First story: One that’s near and dear to me.  Many years ago – okay, so maybe 30 or so – my mother went to open up a bank account with some money she had earned selling her crochet patterns.  She brought a check to the bank down the street.  They would not let her open a personal account without her husband’s permission.  Seriously.  My father, according to the bank, had to come down and allow her to have a private account.  He could have opened one without her, but she could not open one without him.  Fast-forward twenty years.  She decided to go back to her maiden name.  Technically, all she needed to do was show up at Social Security with a form.  But when she got there, they questioned her.  Why was she changing it?  Did she have permission from her husband?  Had they gotten divorced?  She pointed out that since it was her maiden name, she could choose to use it again at any time.  In the end, they allowed her to change it, but she had to fight them.  And she shouldn’t have had to.

Second story: One of my mother’s friends that I got to know.  When she had her child, back in the 1960s, she got stuck in the hospital.  Why?  Because her husband had been deployed, and she was not allowed to check herself out of the hospital.  She had to wait for her father to come sign her out.  If she had been a single mother, she could have left, but since she was married, she was as good as “owned.”

Third story: A friend’s mother was left on the operating table in the middle of a C-Section.  This was around 1968 or so.  Why was she left there?  Well, the doctor left her to go ask her husband in the waiting room if he should go ahead and tie her tubes so that she wouldn’t have any more babies.  Did the doctor ask her?  No.  He asked her husband.  Luckily, even though her husband was a complete asshole that she wound up divorcing, he still responded the proper way – “Why are you asking me?
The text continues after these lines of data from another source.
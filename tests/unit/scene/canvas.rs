use super::*;

#[test]
fn layer_settings_use_viewer_key_names() {
    let mut settings = BTreeMap::new();
    settings.insert(
        "wire".to_string(),
        LayerSettings {
            wireframe: true,
            render_order: Some(2),
            ..LayerSettings::default()
        },
    );
    let json = serde_json::to_value(layer_settings_command(&settings).unwrap()).unwrap();
    assert_eq!(json["CommandType"], "SetLayerSettings");
    let wire = &json["Value"]["wire"];
    assert_eq!(wire["filled"], true);
    assert_eq!(wire["wireframe"], true);
    assert_eq!(wire["renderOrder"], 2);
}

#[test]
fn layer_opacity_is_range_checked() {
    let mut settings = BTreeMap::new();
    settings.insert(
        "ghost".to_string(),
        LayerSettings {
            opacity: 1.5,
            ..LayerSettings::default()
        },
    );
    let err = layer_settings_command(&settings).unwrap_err();
    assert!(matches!(err, SceneError::OutOfRange(_)));
    assert!(err.to_string().contains("ghost"));
}

#[test]
fn frame3d_skips_identity_transforms() {
    let frame = Frame3D::new()
        .add_mesh("a")
        .add_mesh_with_transform("b", Mat4::IDENTITY)
        .add_mesh_with_transform("c", Mat4::from_translation(Vec3::X));
    let cmds = frame.commands().unwrap();
    assert_eq!(cmds.len(), 3);
    let transforms: Vec<bool> = cmds
        .iter()
        .map(|c| match c {
            Command::AddMesh(m) => m.transform.is_some(),
            _ => panic!("unexpected {}", c.command_type()),
        })
        .collect();
    assert_eq!(transforms, vec![false, false, true]);
    assert_eq!(frame.mesh_ids().collect::<Vec<_>>(), vec!["a", "b", "c"]);
}

#[test]
fn frame3d_orders_camera_before_meshes() {
    let frame = Frame3D::new().add_mesh("a").camera(Camera::default());
    let cmds = frame.commands().unwrap();
    assert_eq!(cmds[0].command_type(), "SetCamera");
    assert_eq!(cmds[1].command_type(), "AddMesh");
}

#[test]
fn frame2d_emits_draw_commands_in_order() {
    let style = ShapeStyle {
        fill_color: Some(Color::RED),
        ..ShapeStyle::default()
    };
    let frame = Frame2D::new()
        .add_line(
            vec![Point::new(0.0, 0.0), Point::new(10.0, 5.0)],
            false,
            style.clone(),
        )
        .add_rectangle(Rect::new(1.0, 2.0, 4.0, 6.0), style.clone())
        .add_circle(Circle::new((5.0, 5.0), 2.0), style)
        .add_text("hi", Point::new(1.0, 9.0), Color::BLACK, 12.0)
        .add_image("Image-0", Placement::default());
    let cmds = frame.commands().unwrap();
    let kinds: Vec<&str> = cmds.iter().map(Command::command_type).collect();
    assert_eq!(
        kinds,
        vec![
            "DrawPolyline",
            "DrawRectangle",
            "DrawCircle",
            "DrawText",
            "DrawImage"
        ]
    );
    let Command::DrawRectangle(rect) = &cmds[1] else {
        panic!("expected rectangle");
    };
    assert_eq!((rect.width, rect.height), (3.0, 4.0));
    assert_eq!(rect.fill_color.as_deref(), Some("#ff0000"));
    assert_eq!(frame.image_ids().collect::<Vec<_>>(), vec!["Image-0"]);
    assert!(!frame.draws_video());
}

#[test]
fn degenerate_polyline_is_rejected() {
    let frame = Frame2D::new().add_line(vec![Point::ZERO], true, ShapeStyle::default());
    assert!(frame.commands().is_err());
}
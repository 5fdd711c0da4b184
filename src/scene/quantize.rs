//! Keyframe selection and delta quantization for mesh update streams.
//!
//! Each base mesh's updates are walked in `frame_index` order against an explicit
//! [`KeyframeState`]. An update becomes a delta when its difference from the active keyframe fits
//! the representable span (`QUANTIZATION_BINS * threshold`); otherwise it becomes the next
//! keyframe. Deltas are always taken against a keyframe, never against another delta.

use std::fmt;

use crate::foundation::error::{SceneError, SceneResult};
use crate::geometry::vertex_buffer::VertexBuffer;
use crate::scene::mesh_update::{MeshUpdate, span_of};

/// Number of quantization bins; the representable span of a delta is this many error thresholds.
pub const QUANTIZATION_BINS: f32 = 65535.0;

/// Options of a quantization pass.
#[derive(Clone, Debug, PartialEq)]
pub struct QuantizeOpts {
    /// Error budget as a fraction of the base mesh's coefficient range (`<= 0` disables it).
    pub relative_error_threshold: f32,
    /// Error budget in raw units (`<= 0` disables it).
    pub absolute_error_threshold: f32,
    /// Restrict the pass to one base mesh.
    pub base_mesh_id: Option<String>,
    /// Encode each delta over its own span instead of the full representable span.
    pub per_frame_range: bool,
    /// Deltas allowed against one keyframe before a new keyframe is forced.
    pub max_deltas_per_keyframe: usize,
}

impl Default for QuantizeOpts {
    fn default() -> Self {
        Self {
            relative_error_threshold: 1e-5,
            absolute_error_threshold: 0.0,
            base_mesh_id: None,
            per_frame_range: true,
            max_deltas_per_keyframe: 255,
        }
    }
}

impl QuantizeOpts {
    /// Absolute threshold only.
    pub fn absolute(threshold: f32) -> Self {
        Self {
            relative_error_threshold: 0.0,
            absolute_error_threshold: threshold,
            ..Self::default()
        }
    }

    /// Relative threshold only.
    pub fn relative(threshold: f32) -> Self {
        Self {
            relative_error_threshold: threshold,
            absolute_error_threshold: 0.0,
            ..Self::default()
        }
    }

    /// Only quantize updates of `base_mesh_id`.
    pub fn base_mesh(mut self, base_mesh_id: impl Into<String>) -> Self {
        self.base_mesh_id = Some(base_mesh_id.into());
        self
    }

    /// Toggle per-frame ranges.
    pub fn per_frame_range(mut self, value: bool) -> Self {
        self.per_frame_range = value;
        self
    }

    /// Cap on the deltas chained to one keyframe.
    pub fn max_deltas_per_keyframe(mut self, value: usize) -> Self {
        self.max_deltas_per_keyframe = value;
        self
    }

    /// Widest delta span that can be encoded within the error budget, given the base mesh's
    /// coefficient range. When both thresholds are active the tighter one wins.
    pub fn representable_range(&self, mesh_range: f32) -> SceneResult<f32> {
        let relative = self.relative_error_threshold > 0.0;
        let absolute = self.absolute_error_threshold > 0.0;
        let absolute_range = QUANTIZATION_BINS * self.absolute_error_threshold;
        let relative_range = QUANTIZATION_BINS * self.relative_error_threshold * mesh_range;
        match (relative, absolute) {
            (true, true) => Ok(absolute_range.min(relative_range)),
            (true, false) => Ok(relative_range),
            (false, true) => Ok(absolute_range),
            (false, false) => Err(SceneError::validation(
                "one of the quantization thresholds must be > 0",
            )),
        }
    }
}

/// Outcome of quantizing one base mesh's stream.
#[derive(Clone, Copy, Debug, PartialEq, serde::Serialize)]
pub struct QuantizationInfo {
    /// Updates kept at full precision.
    pub keyframe_count: u32,
    /// Estimated encoded size relative to sending every update at full precision.
    pub estimated_size_ratio: f32,
    /// Mean worst-case quantization error over the deltas.
    pub mean_error: f32,
    /// Largest worst-case quantization error over the deltas.
    pub max_error: f32,
}

impl fmt::Display for QuantizationInfo {
    fn fmt(&self, f: &mut fmt::Formatter<'_>) -> fmt::Result {
        write!(
            f,
            "QuantizationInfo(keyframe_count={}, estimated_size_ratio={}, mean_error={}, max_error={})",
            self.keyframe_count, self.estimated_size_ratio, self.mean_error, self.max_error
        )
    }
}

/// Reference point of one base mesh's stream.
#[derive(Clone, Debug, PartialEq)]
pub enum KeyframeState {
    /// No update seen yet.
    NoKeyframe,
    /// Deltas are encoded against this keyframe.
    HasKeyframe {
        /// `frame_index` of the keyframe update.
        frame_index: u32,
        /// Its full-precision buffer.
        buffer: VertexBuffer,
        /// Deltas encoded against it so far.
        deltas: usize,
    },
}

/// Result of feeding one update to [`KeyframeState::accept`].
#[derive(Clone, Copy, Debug, PartialEq)]
pub enum Assignment {
    /// The update is (or became) a keyframe.
    Keyframe,
    /// The update is a delta with the given worst-case error.
    Delta {
        /// `span / QUANTIZATION_BINS` of the encoded interval.
        error: f32,
    },
}

impl KeyframeState {
    /// Assign `update` as a keyframe or a delta, quantizing it in the latter case.
    ///
    /// `update` must not already be quantized.
    pub fn accept(
        &mut self,
        update: &mut MeshUpdate,
        representable_range: f32,
        opts: &QuantizeOpts,
    ) -> SceneResult<Assignment> {
        let keyframe = match self {
            KeyframeState::NoKeyframe => None,
            KeyframeState::HasKeyframe {
                frame_index,
                buffer,
                deltas,
            } => Some((*frame_index, buffer, deltas)),
        };

        if let Some((keyframe_index, buffer, deltas)) = keyframe
            && buffer.same_columns(update.vertex_buffer())
            && *deltas < opts.max_deltas_per_keyframe
        {
            let (min, max) = span_of(&update.delta(buffer)?);
            let span = max - min;
            if span <= representable_range {
                let range = (!opts.per_frame_range).then_some(representable_range);
                update.quantize(keyframe_index, buffer, range)?;
                *deltas += 1;
                let encoded = if opts.per_frame_range {
                    span
                } else {
                    representable_range
                };
                return Ok(Assignment::Delta {
                    error: encoded / QUANTIZATION_BINS,
                });
            }
        }

        *self = KeyframeState::HasKeyframe {
            frame_index: update.frame_index(),
            buffer: update.vertex_buffer().clone(),
            deltas: 0,
        };
        Ok(Assignment::Keyframe)
    }
}

fn estimate_size_ratio(keyframes: usize, updates: usize, per_frame_range: bool) -> f32 {
    if updates == 0 {
        return 1.0;
    }
    let keyframe_size = keyframes as f32 * 4.0;
    let mut delta_size = (updates - keyframes) as f32 * 2.0;
    if !per_frame_range {
        delta_size *= 0.75;
    }
    (keyframe_size + delta_size) / (updates as f32 * 4.0)
}

/// Check that every update of one stream has the same row count.
pub(crate) fn validate_stream(base_mesh_id: &str, updates: &[&mut MeshUpdate]) -> SceneResult<()> {
    let Some(first) = updates.first() else {
        return Ok(());
    };
    for update in updates.iter().skip(1) {
        if update.rows() != first.rows() {
            return Err(SceneError::shape_mismatch(
                format!(
                    "update '{}' (frame {}) of mesh '{base_mesh_id}'",
                    update.mesh_id(),
                    update.frame_index()
                ),
                first.rows(),
                update.rows(),
            ));
        }
    }
    Ok(())
}

/// Quantize one base mesh's updates, which must be unquantized and in chronological order.
#[tracing::instrument(skip(updates, opts), fields(updates = updates.len()))]
pub(crate) fn quantize_stream(
    base_mesh_id: &str,
    updates: &mut [&mut MeshUpdate],
    representable_range: f32,
    opts: &QuantizeOpts,
) -> SceneResult<QuantizationInfo> {
    let mut state = KeyframeState::NoKeyframe;
    let mut keyframes = 0usize;
    let mut error_sum = 0.0f32;
    let mut max_error = 0.0f32;
    for update in updates.iter_mut() {
        match state.accept(update, representable_range, opts)? {
            Assignment::Keyframe => keyframes += 1,
            Assignment::Delta { error } => {
                error_sum += error;
                max_error = max_error.max(error);
            }
        }
    }

    let deltas = updates.len() - keyframes;
    let info = QuantizationInfo {
        keyframe_count: keyframes as u32,
        estimated_size_ratio: estimate_size_ratio(keyframes, updates.len(), opts.per_frame_range),
        mean_error: if deltas > 0 {
            error_sum / deltas as f32
        } else {
            0.0
        },
        max_error,
    };
    tracing::debug!(
        base_mesh_id,
        keyframes = info.keyframe_count,
        ratio = info.estimated_size_ratio,
        max_error = info.max_error,
        "quantized update stream"
    );
    Ok(info)
}

#[cfg(test)]
#[path = "../../tests/unit/scene/quantize.rs"]
mod tests;
/// Named triangle/line geometry resource.
///
/// The packed vertex layout follows from the color/texture settings, which therefore have to be
/// chosen before any geometry is added:
///
/// - a texture id gives [`VertexLayout::Textured`] (position, normal, uv),
/// - a shared color gives [`VertexLayout::Plain`] (position, normal),
/// - otherwise colors are stored per vertex in [`VertexLayout::Colored`].
#[derive(Clone, Debug, PartialEq)]
pub struct Mesh {
    pub(crate) mesh_id: String,
    layer_id: Option<String>,
    shared_color: Option<Color>,
    texture_id: Option<String>,
    double_sided: bool,
    camera_space: bool,
    is_billboard: bool,
    is_label: bool,
    nn_texture: bool,
    use_texture_alpha: bool,
    pub(crate) vertices: VertexBuffer,
    pub(crate) triangles: Vec<[u32; 3]>,
    pub(crate) lines: Vec<[u32; 2]>,
    instances: Option<VertexBuffer>,
}
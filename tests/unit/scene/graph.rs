use super::*;
use crate::script::codec::decode_matrix;

#[test]
fn settings_precede_sparklines_and_media() {
    let graph = Graph::new(400, 200)
        .margin(Margin::uniform(4.0))
        .align(GraphTextAlign::Top, GraphTextAlign::None)
        .sparkline(Sparkline::new("loss", vec![3.0, 2.0, 1.5]))
        .media("AudioTrack-0");
    let types: Vec<_> = graph
        .commands()
        .unwrap()
        .iter()
        .map(Command::command_type)
        .collect();
    assert_eq!(
        types,
        vec![
            "SetMargin",
            "SetBackgroundStyle",
            "SetTextStyle",
            "AddSparkline",
            "SetMedia"
        ]
    );

    let json = serde_json::to_value(graph.commands().unwrap()).unwrap();
    assert_eq!(json[0]["Value"]["Left"], 4.0);
    assert_eq!(json[1]["Value"], "#ffffff");
    assert_eq!(json[2]["NameAlign"], "top");
    assert_eq!(json[2]["ValueAlign"], "none");
    assert_eq!(json[2]["FontFamily"], "sans-serif");
}

#[test]
fn sparkline_values_are_a_single_column() {
    let line = Sparkline::new("speed", vec![0.5, 1.0, 0.25, 2.0])
        .color(Color::RED)
        .line_width(2.0)
        .vertical_rule(VerticalRule::at(2).color(Color::BLUE));
    let Command::AddSparkline(cmd) = line.to_command().unwrap() else {
        panic!("expected AddSparkline");
    };
    let (values, rows, cols) = decode_matrix::<f32>(&cmd.value_buffer).unwrap();
    assert_eq!((rows, cols), (4, 1));
    assert_eq!(values, vec![0.5, 1.0, 0.25, 2.0]);
    assert_eq!(cmd.stroke_style, "#ff0000");
    assert_eq!(cmd.vertical_rules.len(), 1);
    assert_eq!(cmd.vertical_rules[0].frame_index, 2);
    assert_eq!(cmd.vertical_rules[0].stroke_style, "#0000ff");
}

#[test]
fn rules_serialize_as_an_array_even_when_empty() {
    let json = serde_json::to_value(Sparkline::new("x", vec![1.0]).to_command().unwrap()).unwrap();
    assert_eq!(json["VerticalRules"], serde_json::json!([]));
}

#[test]
fn invalid_graph_settings_are_rejected() {
    assert!(Graph::new(10, 10).text_sizes(0.0, 12.0).commands().is_err());
    assert!(Graph::new(10, 10).margin(Margin::uniform(-1.0)).commands().is_err());
    assert!(Sparkline::new("x", vec![f32::NAN]).to_command().is_err());
    assert!(Sparkline::new("x", vec![1.0]).line_width(0.0).to_command().is_err());
}
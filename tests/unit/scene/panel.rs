use super::*;

#[test]
fn text_panel_emits_only_non_empty_parts() {
    let panel = TextPanel::new().title("Notes").input_text("type here");
    let types: Vec<_> = panel
        .commands("TextPanel-0")
        .iter()
        .map(Command::command_type)
        .collect();
    assert_eq!(types, vec!["SetTextPanelTitle", "SetTextPanelInputText"]);
    assert!(TextPanel::new().commands("p").is_empty());
}

#[test]
fn drop_down_menu_always_sends_its_selection() {
    let menu = DropDownMenu::new()
        .title("Mesh")
        .items(["coarse", "fine", "finest"])
        .selection(1)
        .disable(2);
    let json = serde_json::to_value(menu.commands("DropDownMenu-0").unwrap()).unwrap();
    let commands = json.as_array().unwrap();
    assert_eq!(commands.len(), 4);
    assert_eq!(commands[0]["CommandType"], "SetDropDownMenuTitle");
    assert_eq!(commands[1]["Items"], serde_json::json!(["coarse", "fine", "finest"]));
    assert_eq!(commands[2]["Index"], 1);
    assert_eq!(commands[3]["CommandType"], "SetDropDownMenuItemDisabled");
    assert_eq!(commands[3]["Disable"], true);

    let bare = DropDownMenu::new().commands("m").unwrap();
    assert_eq!(bare.len(), 1);
    assert_eq!(bare[0].command_type(), "SetDropDownMenuSelection");
}

#[test]
fn out_of_range_indices_are_rejected() {
    assert!(DropDownMenu::new().items(["a"]).selection(1).commands("m").is_err());
    assert!(DropDownMenu::new().items(["a", "b"]).disable(5).commands("m").is_err());
    assert!(check_item_index("m", 0, 0).is_ok());
    assert!(check_item_index("m", 0, 1).is_err());
}
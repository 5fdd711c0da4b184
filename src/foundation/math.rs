//! Transform helpers shared by primitives, cameras and the script encoder.

pub use glam::{Mat3, Mat4, Quat, Vec3};

/// Translation matrix.
pub fn translate(offset: Vec3) -> Mat4 {
    Mat4::from_translation(offset)
}

/// Non-uniform scale matrix.
pub fn scale(factors: Vec3) -> Mat4 {
    Mat4::from_scale(factors)
}

/// Uniform scale matrix.
pub fn uniform_scale(factor: f32) -> Mat4 {
    Mat4::from_scale(Vec3::splat(factor))
}

/// Rotation about the x axis, angle in radians.
pub fn rotation_about_x(angle: f32) -> Mat4 {
    Mat4::from_rotation_x(angle)
}

/// Rotation about the y axis, angle in radians.
pub fn rotation_about_y(angle: f32) -> Mat4 {
    Mat4::from_rotation_y(angle)
}

/// Rotation about the z axis, angle in radians.
pub fn rotation_about_z(angle: f32) -> Mat4 {
    Mat4::from_rotation_z(angle)
}

/// Rotation that maps the +x axis onto `axis`. Degenerate axes yield identity.
pub fn rotation_to_align_x_to_axis(axis: Vec3) -> Mat4 {
    let dir = axis.normalize_or_zero();
    if dir == Vec3::ZERO {
        return Mat4::IDENTITY;
    }
    Mat4::from_quat(Quat::from_rotation_arc(Vec3::X, dir))
}

/// Normal matrix (inverse transpose of the upper 3x3) for `transform`.
pub fn normal_matrix(transform: Mat4) -> Mat3 {
    let linear = Mat3::from_mat4(transform);
    if linear.determinant().abs() <= f32::EPSILON {
        return linear;
    }
    linear.inverse().transpose()
}

/// Row-major flattening, the order the viewer expects for 4x4 matrices.
pub fn row_major(m: Mat4) -> [f32; 16] {
    m.transpose().to_cols_array()
}

/// Inverse of [`row_major`].
pub fn from_row_major(values: &[f32; 16]) -> Mat4 {
    Mat4::from_cols_array(values).transpose()
}

#[cfg(test)]
#[path = "../../tests/unit/foundation/math.rs"]
mod tests;
//! The scene: a resource table plus an append-only command log.
//!
//! Resource definitions (meshes, images, media, labels, canvases) register their ids in the table
//! and append their defining command to the log. Frame and layout commands only append. The log is
//! what gets serialized; [`Scene::clear_script`] truncates it while the table keeps every id valid,
//! so a long animation can be delivered in chunks that reference earlier resources.

use std::collections::{BTreeMap, BTreeSet};

use glam::{Quat, Vec3};
use rayon::prelude::*;

use crate::foundation::color::Color;
use crate::foundation::error::{SceneError, SceneResult};
use crate::geometry::vertex_buffer::VertexBuffer;
use crate::scene::canvas::{Canvas2D, Canvas3D, Frame2D, Frame3D, LayerSettings, layer_settings_command};
use crate::scene::graph::{Graph, Sparkline};
use crate::scene::label::Label;
use crate::scene::media::{Image, MediaKind, MediaTrack};
use crate::scene::mesh::{Mesh, area_weighted_normals};
use crate::scene::mesh_update::{MeshUpdate, max_abs_difference};
use crate::scene::panel::{DropDownMenu, TextPanel, check_item_index};
use crate::scene::quantize::{QuantizationInfo, QuantizeOpts, quantize_stream, validate_stream};
use crate::script::command::{
    AddCanvas, AddDropDownMenu, AddFrame, AddTextPanel, CanvasCommands, Command,
    ConfigureUserInterface, DefineGrid, DropDownMenuItemDisabled, DropDownMenuItems,
    DropDownMenuSelection, DropDownMenuTitle, FrameCommands, LinkCanvasEvents, PlaceCanvasInGrid,
    SetBackgroundStyle, SetMedia, SetSceneId, SetUiParameters, SimulateKeyPress, TextPanelText,
    measure_command_sizes,
};

#[derive(Clone, Copy, Debug, Default, PartialEq, Eq, serde::Serialize, serde::Deserialize)]
#[serde(rename_all = "lowercase")]
/// CSS visibility of a piece of viewer chrome.
pub enum Visibility {
    /// Shown.
    #[default]
    Visible,
    /// Hidden, still taking up space.
    Hidden,
    /// Removed from the layout.
    Collapse,
}

impl Visibility {
    /// CSS keyword.
    pub fn as_str(self) -> &'static str {
        match self {
            Self::Visible => "visible",
            Self::Hidden => "hidden",
            Self::Collapse => "collapse",
        }
    }
}

#[derive(Clone, Debug, PartialEq, serde::Serialize, serde::Deserialize)]
#[serde(rename_all = "PascalCase")]
/// Playback properties sent in the session header.
pub struct SceneProperties {
    /// Frames per second of the animation.
    pub frame_rate: f32,
    /// Visibility of the status bar.
    pub status_bar_visibility: Visibility,
}

impl Default for SceneProperties {
    fn default() -> Self {
        Self {
            frame_rate: 30.0,
            status_bar_visibility: Visibility::Visible,
        }
    }
}

/// Ids of a created label and of the billboard mesh carrying it.
#[derive(Clone, Debug, PartialEq, Eq)]
pub struct LabelIds {
    /// Label id (also the texture id of its mesh).
    pub label_id: String,
    /// Mesh to place in frames.
    pub mesh_id: String,
}

#[derive(Clone, Copy, Debug, PartialEq, Eq)]
enum CanvasKind {
    Canvas3D,
    Canvas2D,
    Graph,
}

#[derive(Clone, Debug)]
struct CanvasEntry {
    kind: CanvasKind,
    media_id: Option<String>,
    frame_ids: BTreeSet<String>,
}

#[derive(Clone, Debug)]
enum LogEntry {
    Mesh(String),
    Update(MeshUpdate),
    Command(Command),
}

#[derive(Clone, Debug, Default)]
struct Counters {
    meshes: usize,
    images: usize,
    canvases: usize,
    labels: usize,
    audio_tracks: usize,
    videos: usize,
    text_panels: usize,
    drop_down_menus: usize,
}
impl PositionType {
    fn as_str(self) -> &'static str {
        match self {
            Self::Fit => "fit",
            Self::Fill => "fill",
            Self::Stretch => "stretch",
            Self::Manual => "manual",
        }
    }
}

#[derive(Clone, Debug, PartialEq)]
/// Placement of an image or video blit.
pub struct Placement {
    /// Placement mode.
    pub position_type: PositionType,
    /// Top-left corner for [`PositionType::Manual`].
    pub origin: Point,
    /// Scale for [`PositionType::Manual`].
    pub scale: f64,
    /// Smooth when scaling.
    pub smoothed: bool,
    /// Layer tag.
    pub layer_id: Option<String>,
}

impl Default for Placement {
    fn default() -> Self {
        Self {
            position_type: PositionType::Fit,
            origin: Point::ZERO,
            scale: 1.0,
            smoothed: false,
            layer_id: None,
        }
    }
}

#[derive(Clone, Debug, PartialEq)]
enum Shape2D {
    Polyline {
        points: Vec<Point>,
        close_path: bool,
        style: ShapeStyle,
    },
    Rectangle(Rect, ShapeStyle),
    Circle(Circle, ShapeStyle),
    Text {
        text: String,
        baseline_left: Point,
        color: Color,
        size_in_pixels: f32,
        font_family: String,
        layer_id: Option<String>,
    },
    Image(String, Placement),
    Video(Placement),
}

#[derive(Clone, Debug, Default, PartialEq)]
/// Contents of one frame on a 2D canvas.
pub struct Frame2D {
    pub(crate) frame_id: Option<String>,
    shapes: Vec<Shape2D>,
}

impl Frame2D {
    /// Empty frame with an automatic id.
    pub fn new() -> Self {
        Self::default()
    }

    /// Explicit frame id.
    pub fn id(mut self, frame_id: impl Into<String>) -> Self {
        self.frame_id = Some(frame_id.into());
        self
    }

    /// Open or closed polyline.
    pub fn add_line(mut self, points: Vec<Point>, close_path: bool, style: ShapeStyle) -> Self {
        self.shapes.push(Shape2D::Polyline {
            points,
            close_path,
            style,
        });
        self
    }

    /// Axis-aligned rectangle.
    pub fn add_rectangle(mut self, rect: Rect, style: ShapeStyle) -> Self {
        self.shapes.push(Shape2D::Rectangle(rect, style));
        self
    }

    /// Circle.
    pub fn add_circle(mut self, circle: Circle, style: ShapeStyle) -> Self {
        self.shapes.push(Shape2D::Circle(circle, style));
        self
    }

    /// Text with its baseline starting at `baseline_left`.
    pub fn add_text(
        mut self,
        text: impl Into<String>,
        baseline_left: Point,
        color: Color,
        size_in_pixels: f32,
    ) -> Self {
        self.shapes.push(Shape2D::Text {
            text: text.into(),
            baseline_left,
            color,
            size_in_pixels,
            font_family: "sans-serif".to_string(),
            layer_id: None,
        });
        self
    }

    /// Blit of a defined image.
    pub fn add_image(mut self, image_id: impl Into<String>, placement: Placement) -> Self {
        self.shapes.push(Shape2D::Image(image_id.into(), placement));
        self
    }

    /// Blit of the canvas media video.
    pub fn add_video(mut self, placement: Placement) -> Self {
        self.shapes.push(Shape2D::Video(placement));
        self
    }

    /// Ids of the images drawn in this frame.
    pub fn image_ids(&self) -> impl Iterator<Item = &str> {
        self.shapes.iter().filter_map(|s| match s {
            Shape2D::Image(id, _) => Some(id.as_str()),
            _ => None,
        })
    }

    pub(crate) fn draws_video(&self) -> bool {
        self.shapes.iter().any(|s| matches!(s, Shape2D::Video(_)))
    }

    pub(crate) fn commands(&self) -> SceneResult<Vec<Command>> {
        self.shapes.iter().map(shape_command).collect()
    }
}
Go ask her!”


Fourth and final story: And this one is a doozy.  Back in 1944, my father was born.  His mother was knocked out for the birth, as was common at the time.  She woke up, they presented my father, and home she went with her son.  Then she went back for a check-up, and the nurse said, “Oh, and you’re the one who had twins.”  She said, “No, I had a single baby – my son.”  At which point both she and nurse became very confused.  What had happened was that she had, in fact, given birth to twins.  One of them was stillborn.  The doctor, not wanting to stress her out, had gone ahead and just gotten rid of the dead twin.  He hadn’t told her.  But it was there on the birth certificate – twin birth, one stillborn. 

Horrified yet?  I hope so.  Whenever I hear that we should let men make decisions, that we don’t need feminism, that everything will be okay, I think about those stories, and I know that I can’t shop at Hobby Lobby.  And I hope you can’t shop there, too.